There do not appear to be, and the Court in Blumsack did not cite to any, cases involving individual debtors not directly engaged in production or sale other than in their role as employees being denied access to the bankruptcy courts. But see, Burton v. Maney (In re Burton), 610 B.R. 633 (9th Cir. BAP 2020) (upholding dismissal of individual Chapter 13 case because debtor owned equity interest in an entity selling marijuana). What is clear from the precedent is that the decision to dismiss a case lies within the discretion of the court.

The Bankruptcy Appellate Panel in the Ninth Circuit took pains to acknowledge that “the mere presence of marijuana near a bankruptcy case does not automatically prohibit a debtor from bankruptcy relief.” Id. at 637. (citations omitted), but at the same time acknowledged that “few bright line rules have emerged from decisions published to date.” Id. The Supreme Court has upheld the viability of the CSA as it relates to the criminalization of marijuana sales within states that have legalized those sales, finding that Congress had acted within its powers under the Commerce Clause of the U.S. Constitution (Article I, § 8). Gonzales v. Raich, 545 U.S. 1 (2005).

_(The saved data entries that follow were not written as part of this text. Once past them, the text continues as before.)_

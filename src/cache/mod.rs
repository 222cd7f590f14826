//! Cache Module
//!
//! Provides the journal-backed, size-bounded LRU disk store and its key hashing.

mod entry;
mod journal;
mod key;
mod lru;
mod stats;
mod store;


// Re-export public types
pub use entry::current_timestamp_ms;
pub use key::hash_key;
pub use lru::LruTracker;
pub use stats::CacheStats;
pub use store::{CompactionReport, DiskLruStore, Editor, Snapshot};

// == Public Constants ==
/// Chunk size for streaming copies into a slot
pub const IO_BUFFER_SIZE: usize = 4 * 1024;
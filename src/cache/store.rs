//! Disk LRU Store Module
//!
//! Size-bounded, journal-backed store of multi-slot entries. Writes go through
//! an [`Editor`] transaction; reads return a [`Snapshot`] of open file handles,
//! so a reader never sees a partially committed entry.

use std::collections::HashMap;
use std::fs::{self, File};
use std::io::{self, Read, Write};
use std::path::{Path, PathBuf};
use std::sync::Arc;

use parking_lot::Mutex;
use tracing::{debug, info, warn};

use crate::cache::entry::{clean_file, dirty_file, DiskEntry};
use crate::cache::journal::{
    is_valid_key, read_journal, write_journal, JournalHeader, JournalOp, JournalWriter,
    JOURNAL_FILE, JOURNAL_FILE_BACKUP, JOURNAL_FILE_TEMP,
};
use crate::cache::{CacheStats, LruTracker, IO_BUFFER_SIZE};
use crate::error::{CacheError, Result};

/// Redundant journal lines tolerated before a rebuild
const REDUNDANT_OP_COMPACT_THRESHOLD: usize = 2000;

/// Edit id given to entries left DIRTY by a previous process
const RECOVERED_EDIT: u64 = 0;

// == Compaction Report ==
/// Outcome of a maintenance pass.
#[derive(Debug, Clone, Copy, Default, PartialEq, Eq)]
pub struct CompactionReport {
    /// Entries evicted to get under the size limit
    pub evicted: usize,
    /// Whether the journal was rewritten
    pub journal_rebuilt: bool,
}

// == Store State ==
#[derive(Debug)]
struct StoreState {
    /// Open journal; `None` once the store is closed
    journal: Option<JournalWriter>,
    entries: HashMap<String, DiskEntry>,
    /// Access order of readable entries
    lru: LruTracker,
    /// Committed bytes across all entries
    size: u64,
    redundant_ops: usize,
    next_edit_id: u64,
    stats: CacheStats,
}

#[derive(Debug)]
struct Shared {
    directory: PathBuf,
    header: JournalHeader,
    max_size: u64,
    state: Mutex<StoreState>,
}

// == Disk LRU Store ==
/// Bounded LRU store of entries with `value_count` slots each.
#[derive(Debug)]
pub struct DiskLruStore {
    shared: Arc<Shared>,
}
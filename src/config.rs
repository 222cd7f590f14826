//! Configuration Module
//!
//! Handles loading and managing cache configuration from environment variables.

use std::env;
use std::path::PathBuf;

/// Default maximum on-disk size (10 MiB)
pub const DEFAULT_MAX_SIZE: u64 = 10 * 1024 * 1024;

/// Disk cache configuration parameters.
///
/// All values can be configured via environment variables with sensible defaults.
#[derive(Debug, Clone)]
pub struct CacheConfig {
    /// Directory exclusively owned by the cache
    pub directory: PathBuf,
    /// Application version; changing it invalidates everything on disk
    pub app_version: u32,
    /// Maximum total size of committed records in bytes
    pub max_size: u64,
    /// Background maintenance interval in seconds
    pub maintenance_interval: u64,
}

impl CacheConfig {
    /// Creates a config for a directory, version and size, with the default
    /// maintenance interval.
    pub fn new(directory: impl Into<PathBuf>, app_version: u32, max_size: u64) -> Self {
        Self {
            directory: directory.into(),
            app_version,
            max_size,
            ..Self::default()
        }
    }

    /// Creates a new CacheConfig by loading values from environment variables.
    ///
    /// # Environment Variables
    /// - `DISK_CACHE_DIR` - Cache directory (default: `<tmp>/disk_cache`)
    /// - `DISK_CACHE_APP_VERSION` - Application version (default: 1)
    /// - `DISK_CACHE_MAX_SIZE` - Maximum size in bytes (default: 10 MiB)
    /// - `DISK_CACHE_MAINTENANCE_INTERVAL` - Compaction frequency in seconds (default: 60)
    pub fn from_env() -> Self {
        let defaults = Self::default();
        Self {
            directory: env::var("DISK_CACHE_DIR")
                .ok()
                .filter(|v| !v.is_empty())
                .map(PathBuf::from)
                .unwrap_or(defaults.directory),
            app_version: env::var("DISK_CACHE_APP_VERSION")
                .ok()
                .and_then(|v| v.parse().ok())
                .unwrap_or(defaults.app_version),
            max_size: env::var("DISK_CACHE_MAX_SIZE")
                .ok()
                .and_then(|v| v.parse().ok())
                .unwrap_or(defaults.max_size),
            maintenance_interval: env::var("DISK_CACHE_MAINTENANCE_INTERVAL")
                .ok()
                .and_then(|v| v.parse().ok())
                .unwrap_or(defaults.maintenance_interval),
        }
    }
}

impl Default for CacheConfig {
    fn default() -> Self {
        Self {
            directory: env::temp_dir().join("disk_cache"),
            app_version: 1,
            max_size: DEFAULT_MAX_SIZE,
            maintenance_interval: 60,
        }
    }
}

Congress has reacted in part by appending to every omnibus appropriation bill since 2014, the Rohrabacher–Farr amendment prohibiting the Department of Justice from using any portion of the funds appropriated to it to enforce the CSA in a way that interferes with state law in states authorizing the use of medical marijuana. This amendment has a practical effect, although not one apparently that prevents the Justice Department, through the Office of the U.S. Trustee, from advocating for the dismissal of bankruptcy cases. The import of this amendment and other actions by the federal government have created a federal government approach that is with respect to marijuana regulation a “half in, half out regime that simultaneously tolerates and forbids local use of marijuana.”  Blumsack, at * 4, quoting Standing Akimbo, LLC. v. United States, ––– U.S. ––––, 141 S. Ct. 2236, 2237 (2021), reh'g denied, ––– U.S. ––––, 142 S. Ct. 919 (2021).     

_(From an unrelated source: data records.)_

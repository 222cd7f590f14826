//! Scoped Pool Module
//!
//! Lifecycle-scoped object pool. Each scope (a screen, a session, a request)
//! keeps its own idle objects; closing the scope drops them.
//!
//! ```text
//! open_scope() ─→ ScopeId ─── acquire() ──→ PoolHandle ─── release() ──→ idle list
//!                    │                                                   │
//!               close_scope() ──────────── drops idle objects ←──────────┘
//! ```

use std::collections::HashMap;
use std::fmt;
use std::ops::{Deref, DerefMut};
use std::sync::Arc;

use parking_lot::Mutex;
use serde::Serialize;
use thiserror::Error;
use tracing::debug;

/// Idle objects kept per scope unless configured otherwise
pub const DEFAULT_MAX_IDLE_PER_SCOPE: usize = 4;

// == Scope Id ==
/// Identifies one registered scope.
#[derive(Debug, Clone, Copy, PartialEq, Eq, Hash, PartialOrd, Ord, Serialize)]
pub struct ScopeId(u64);

impl fmt::Display for ScopeId {
    fn fmt(&self, f: &mut fmt::Formatter<'_>) -> fmt::Result {
        write!(f, "scope-{}", self.0)
    }
}

// == Pool Error ==
#[derive(Error, Debug, Clone, PartialEq, Eq)]
pub enum PoolError {
    /// The scope was never opened or has been closed
    #[error("Unknown scope: {0}")]
    UnknownScope(ScopeId),

    /// The handle was acquired from a different pool
    #[error("Handle belongs to another pool")]
    ForeignHandle,
}

// == Scope Stats ==
/// Object counts for one scope.
#[derive(Debug, Clone, Copy, Default, PartialEq, Eq, Serialize)]
pub struct ScopeStats {
    /// Handles currently held by callers
    pub in_use: usize,
    /// Released objects waiting for reuse
    pub idle: usize,
    /// Objects the factory built for this scope
    pub created: u64,
}

struct Scope<T> {
    idle: Vec<T>,
    in_use: usize,
    created: u64,
}

impl<T> Scope<T> {
    fn new() -> Self {
        Self {
            idle: Vec::new(),
            in_use: 0,
            created: 0,
        }
    }
}

struct Registry<T> {
    scopes: HashMap<ScopeId, Scope<T>>,
    next_scope: u64,
}

struct PoolInner<T> {
    factory: Box<dyn Fn() -> T + Send + Sync>,
    max_idle: usize,
    registry: Mutex<Registry<T>>,
}

impl<T> PoolInner<T> {
    /// Bookkeeping for a handle dropped without `release`.
    fn forget_in_use(&self, scope: ScopeId) {
        if let Some(entry) = self.registry.lock().scopes.get_mut(&scope) {
            entry.in_use = entry.in_use.saturating_sub(1);
        }
    }
}

// == Scoped Pool ==
/// Pool of reusable objects partitioned by scope.
///
/// Cloning is cheap and every clone shares the same registry.
pub struct ScopedPool<T> {
    inner: Arc<PoolInner<T>>,
}

impl<T> Clone for ScopedPool<T> {
    fn clone(&self) -> Self {
        Self {
            inner: Arc::clone(&self.inner),
        }
    }
}

impl<T> fmt::Debug for ScopedPool<T> {
    fn fmt(&self, f: &mut fmt::Formatter<'_>) -> fmt::Result {
        f.debug_struct("ScopedPool")
            .field("max_idle", &self.inner.max_idle)
            .field("scopes", &self.scope_count())
            .finish()
    }
}

impl<T> ScopedPool<T> {
    // == Constructor ==
    /// Creates a pool that builds objects with `factory`.
    pub fn new(factory: impl Fn() -> T + Send + Sync + 'static) -> Self {
        Self::with_max_idle(factory, DEFAULT_MAX_IDLE_PER_SCOPE)
    }

    /// Creates a pool that keeps at most `max_idle` released objects per scope.
    pub fn with_max_idle(factory: impl Fn() -> T + Send + Sync + 'static, max_idle: usize) -> Self {
        Self {
            inner: Arc::new(PoolInner {
                factory: Box::new(factory),
                max_idle,
                registry: Mutex::new(Registry {
                    scopes: HashMap::new(),
                    next_scope: 1,
                }),
            }),
        }
    }

    // == Scopes ==
    /// Registers a new scope.
    pub fn open_scope(&self) -> ScopeId {
        let mut registry = self.inner.registry.lock();
        let id = ScopeId(registry.next_scope);
        registry.next_scope += 1;
        registry.scopes.insert(id, Scope::new());
        debug!("Opened {}", id);
        id
    }

    /// Unregisters a scope and drops its idle objects.
    ///
    /// Returns how many idle objects were dropped. Handles still held for the
    /// scope drop their object when released.
    pub fn close_scope(&self, scope: ScopeId) -> Result<usize, PoolError> {
        let removed = self
            .inner
            .registry
            .lock()
            .scopes
            .remove(&scope)
            .ok_or(PoolError::UnknownScope(scope))?;
        let dropped = removed.idle.len();
        debug!(
            "Closed {}: dropped {} idle, {} still in use",
            scope, dropped, removed.in_use
        );
        Ok(dropped)
    }

    // == Acquire ==
    /// Hands out an idle object from `scope`, or builds a new one.
    pub fn acquire(&self, scope: ScopeId) -> Result<PoolHandle<T>, PoolError> {
        let reused = {
            let mut registry = self.inner.registry.lock();
            let entry = registry
                .scopes
                .get_mut(&scope)
                .ok_or(PoolError::UnknownScope(scope))?;
            entry.in_use += 1;
            let reused = entry.idle.pop();
            if reused.is_none() {
                entry.created += 1;
            }
            reused
        };

        // The factory runs outside the lock
        let object = reused.unwrap_or_else(|| (self.inner.factory)());
        Ok(PoolHandle {
            pool: Arc::clone(&self.inner),
            scope,
            object: Some(object),
        })
    }

    // == Release ==
    /// Returns an object to its scope for reuse.
    ///
    /// The object is dropped instead if the scope is closed or already has
    /// `max_idle` idle objects.
    pub fn release(&self, mut handle: PoolHandle<T>) -> Result<(), PoolError> {
        if !Arc::ptr_eq(&handle.pool, &self.inner) {
            return Err(PoolError::ForeignHandle);
        }
        let Some(object) = handle.object.take() else {
            return Ok(());
        };

        let surplus = {
            let mut registry = self.inner.registry.lock();
            match registry.scopes.get_mut(&handle.scope) {
                Some(entry) => {
                    entry.in_use = entry.in_use.saturating_sub(1);
                    if entry.idle.len() < self.inner.max_idle {
                        entry.idle.push(object);
                        None
                    } else {
                        Some(object)
                    }
                }
                None => Some(object),
            }
        };
        // Surplus objects are dropped outside the lock
        drop(surplus);
        Ok(())
    }

    pub fn scope_stats(&self, scope: ScopeId) -> Option<ScopeStats> {
        let registry = self.inner.registry.lock();
        registry.scopes.get(&scope).map(|entry| ScopeStats {
            in_use: entry.in_use,
            idle: entry.idle.len(),
            created: entry.created,
        })
    }

    pub fn scope_count(&self) -> usize {
        self.inner.registry.lock().scopes.len()
    }
}

// == Pool Handle ==
/// An object checked out of a [`ScopedPool`].
///
/// Pass it back with [`ScopedPool::release`] to make it reusable; dropping it
/// drops the object.
pub struct PoolHandle<T> {
    pool: Arc<PoolInner<T>>,
    scope: ScopeId,
    object: Option<T>,
}

impl<T> PoolHandle<T> {
    pub fn scope(&self) -> ScopeId {
        self.scope
    }
}

impl<T> Deref for PoolHandle<T> {
    type Target = T;

    fn deref(&self) -> &T {
        // Only `release` and `drop` take the object, and both consume the handle
        self.object.as_ref().expect("pooled object present until release")
    }
}

impl<T> DerefMut for PoolHandle<T> {
    fn deref_mut(&mut self) -> &mut T {
        self.object.as_mut().expect("pooled object present until release")
    }
}

impl<T> Drop for PoolHandle<T> {
    fn drop(&mut self) {
        if self.object.take().is_some() {
            self.pool.forget_in_use(self.scope);
        }
    }
}

impl<T: fmt::Debug> fmt::Debug for PoolHandle<T> {
    fn fmt(&self, f: &mut fmt::Formatter<'_>) -> fmt::Result {
        f.debug_struct("PoolHandle")
            .field("scope", &self.scope)
            .field("object", &self.object)
            .finish()
    }
}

Why this “half-in, half-out” approach finds the bankruptcy court a convenient forum to take an occasional strong enforcement stance with “no bright line” rules is not self-evident.  Three days following the decision in Blumsack, the bankruptcy court for the Central District of California, in denying a motion to dismiss the bankruptcy case of a corporate debtor attempting to reorganize through the sale of securities in a Canadian company cultivating marijuana found that “[I]n general, this Bankruptcy Court should defer to prosecutors” and others “to use their discretion about whether and how to address violations of nonbankruptcy law.” In Re The Hacienda Company, LLC, Chapter 11 Case No. 2:22-bk-15163-NB, 2023 WL 345793 at * 8 (Bankr. C.D. Cal. January 20, 2023) citing Garvin v. Cook Investments NW, SPNWY, LLC, 922 F.3d 1031, 1036 (9th Cir. 2019).

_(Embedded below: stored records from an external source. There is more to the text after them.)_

impl DiskCache {
    // == Constructor ==
    /// Opens (or creates) the cache described by `config`.
    pub fn open(config: CacheConfig) -> Result<Self> {
        let store = Self::open_store(&config)?;
        info!(
            "Disk cache ready at {} (version {}, max {} bytes)",
            config.directory.display(),
            config.app_version,
            config.max_size
        );
        Ok(Self {
            config,
            store: RwLock::new(store),
            write_gate: Mutex::new(()),
        })
    }

    /// Shorthand for [`open`](Self::open) with an explicit directory, version
    /// and size limit.
    pub fn open_at(directory: impl AsRef<Path>, app_version: u32, max_size: u64) -> Result<Self> {
        Self::open(CacheConfig::new(directory.as_ref(), app_version, max_size))
    }

    fn open_store(config: &CacheConfig) -> Result<DiskLruStore> {
        DiskLruStore::open(
            &config.directory,
            config.app_version,
            SLOT_COUNT,
            config.max_size,
        )
    }

    // == Put ==
    /// Stores a string value with empty metadata, replacing any previous record.
    pub fn put(&self, key: &str, value: &str) -> Result<()> {
        self.put_with_metadata(key, value, &Metadata::new())
    }

    /// Stores a string value with metadata, replacing any previous record.
    pub fn put_with_metadata(&self, key: &str, value: &str, metadata: &Metadata) -> Result<()> {
        let store = self.store.read();
        let _gate = self.write_gate.lock();

        let mut editor = begin_record(&store, key, metadata)?;
        editor.set(VALUE_SLOT, value.as_bytes())?;
        editor.commit()?;
        debug!("Cached {} ({} bytes)", key, value.len());
        Ok(())
    }

    /// Stores the contents of `reader`, copied in fixed-size chunks.
    ///
    /// Returns the number of bytes stored. If reading or writing fails, the
    /// record is left as it was.
    pub fn put_stream<R: Read>(&self, key: &str, mut reader: R, metadata: &Metadata) -> Result<u64> {
        let store = self.store.read();
        let _gate = self.write_gate.lock();

        let mut editor = begin_record(&store, key, metadata)?;
        let copied = editor.copy_from(VALUE_SLOT, &mut reader)?;
        editor.commit()?;
        debug!("Cached stream {} ({} bytes)", key, copied);
        Ok(copied)
    }

    /// Opens a writer for the value of `key`. Other puts wait until it is
    /// finished or dropped.
    ///
    /// Reads, evicts and stats stay available on the writer's own thread,
    /// even while a [`clear`](Self::clear) is queued. A put from that thread
    /// blocks forever, since it waits for this writer.
    pub fn open_writer(&self, key: &str, metadata: &Metadata) -> Result<RecordWriter<'_>> {
        let store = self.store.read();
        let gate = self.write_gate.lock();

        let mut editor = begin_record(&store, key, metadata)?;
        let file = editor.slot_file(VALUE_SLOT)?;
        Ok(RecordWriter::new(editor, file, gate, store))
    }

    // == Get ==
    /// Returns the cached value for `key`.
    pub fn get(&self, key: &str) -> Option<String> {
        self.get_string(key).map(|entry| entry.value)
    }

    /// Returns the cached value and its metadata.
    ///
    /// Unreadable metadata does not hide the value; it is replaced by an
    /// empty map.
    pub fn get_string(&self, key: &str) -> Option<StringEntry> {
        absent_on_error(key, self.try_get_string(key))
    }

    /// Returns the cached value as a reader.
    pub fn get_stream(&self, key: &str) -> Option<StreamEntry> {
        absent_on_error(key, self.try_get_stream(key))
    }

    fn try_get_string(&self, key: &str) -> Result<Option<StringEntry>> {
        let Some(mut snapshot) = self.snapshot(key)? else {
            return Ok(None);
        };
        let value = snapshot.read_to_string(VALUE_SLOT)?;
        let metadata = read_metadata(&mut snapshot, key);
        Ok(Some(StringEntry { value, metadata }))
    }

    fn try_get_stream(&self, key: &str) -> Result<Option<StreamEntry>> {
        let Some(mut snapshot) = self.snapshot(key)? else {
            return Ok(None);
        };
        let metadata = read_metadata(&mut snapshot, key);
        let length = snapshot.length(VALUE_SLOT);
        let reader = snapshot
            .take_reader(VALUE_SLOT)
            .ok_or(CacheError::InvalidSlot(VALUE_SLOT))?;
        Ok(Some(StreamEntry::new(reader, length, metadata)))
    }

    fn snapshot(&self, key: &str) -> Result<Option<Snapshot>> {
        self.store.read_recursive().get(&hash_key(key))
    }

    // == Has ==
    /// Checks whether a record exists without reading it.
    pub fn has(&self, key: &str) -> bool {
        match self.store.read_recursive().contains(&hash_key(key)) {
            Ok(found) => found,
            Err(e) => {
                debug!("Existence check for {} failed: {}", key, e);
                false
            }
        }
    }

    // == Freshness ==
    /// True if a record exists and was written less than `max_age_ms` ago.
    pub fn has_fresh_cache(&self, key: &str, max_age_ms: u64) -> bool {
        if !self.has(key) {
            return false;
        }
        match self.cached_date(key) {
            0 => false,
            written => current_timestamp_ms().saturating_sub(written) < max_age_ms,
        }
    }

    /// Milliseconds since the epoch when `key` was last written, or 0.
    pub fn cached_date(&self, key: &str) -> u64 {
        absent_on_error(key, self.try_cached_date(key)).unwrap_or(0)
    }

    /// [`cached_date`](Self::cached_date) as a `DateTime`.
    pub fn cached_at(&self, key: &str) -> Option<DateTime<Utc>> {
        let millis = absent_on_error(key, self.try_cached_date(key))?;
        Utc.timestamp_millis_opt(i64::try_from(millis).ok()?).single()
    }

    fn try_cached_date(&self, key: &str) -> Result<Option<u64>> {
        let Some(mut snapshot) = self.snapshot(key)? else {
            return Ok(None);
        };
        let text = snapshot.read_to_string(LAST_MODIFIED_SLOT)?;
        let millis = text.trim().parse::<u64>().map_err(|_| {
            CacheError::CorruptRecord(format!("bad timestamp {:?} for {}", text, key))
        })?;
        Ok(Some(millis))
    }

    // == Evict ==
    /// Removes the record for `key` if present.
    pub fn evict(&self, key: &str) {
        match self.store.read_recursive().remove(&hash_key(key)) {
            Ok(true) => debug!("Evicted {}", key),
            Ok(false) => {}
            Err(e) => warn!("Evicting {} failed: {}", key, e),
        }
    }

    // == Clear ==
    /// Deletes every record by recreating the cache directory.
    ///
    /// Blocks until in-flight operations finish and holds off new ones.
    pub fn clear(&self) -> Result<()> {
        let mut store = self.store.write();
        let deleted = store.delete();
        if let Err(e) = fs::create_dir_all(&self.config.directory) {
            return Err(CacheError::io("recreating cache directory", e));
        }
        *store = Self::open_store(&self.config)?;
        deleted?;
        info!("Cleared disk cache at {}", self.config.directory.display());
        Ok(())
    }

    // == Maintenance ==
    /// Trims to the size limit and compacts the journal when needed.
    pub fn compact(&self) -> Result<CompactionReport> {
        self.store.read_recursive().compact()
    }

    /// Committed bytes on disk.
    pub fn size(&self) -> u64 {
        self.store.read_recursive().size()
    }

    pub fn stats(&self) -> CacheStats {
        self.store.read_recursive().stats()
    }

    pub fn config(&self) -> &CacheConfig {
        &self.config
    }
}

An enforcement scheme that is not predictable, nor understandable, benefits no one and unduly punishes debtors such as Blumsack for the failure of federal and state authorities to reconcile the inconsistency of a regime in which state laws expressly permit and regulate activity that federal law explicitly makes a crime. The burden of that failure should not lie with a salaried employee making an effort to pay back his creditors with a portion of his wages.    

DISCLAIMER: Because of the generality of this update, the information provided herein may not be applicable in all situations and should not be acted upon without specific legal advice based on particular situations.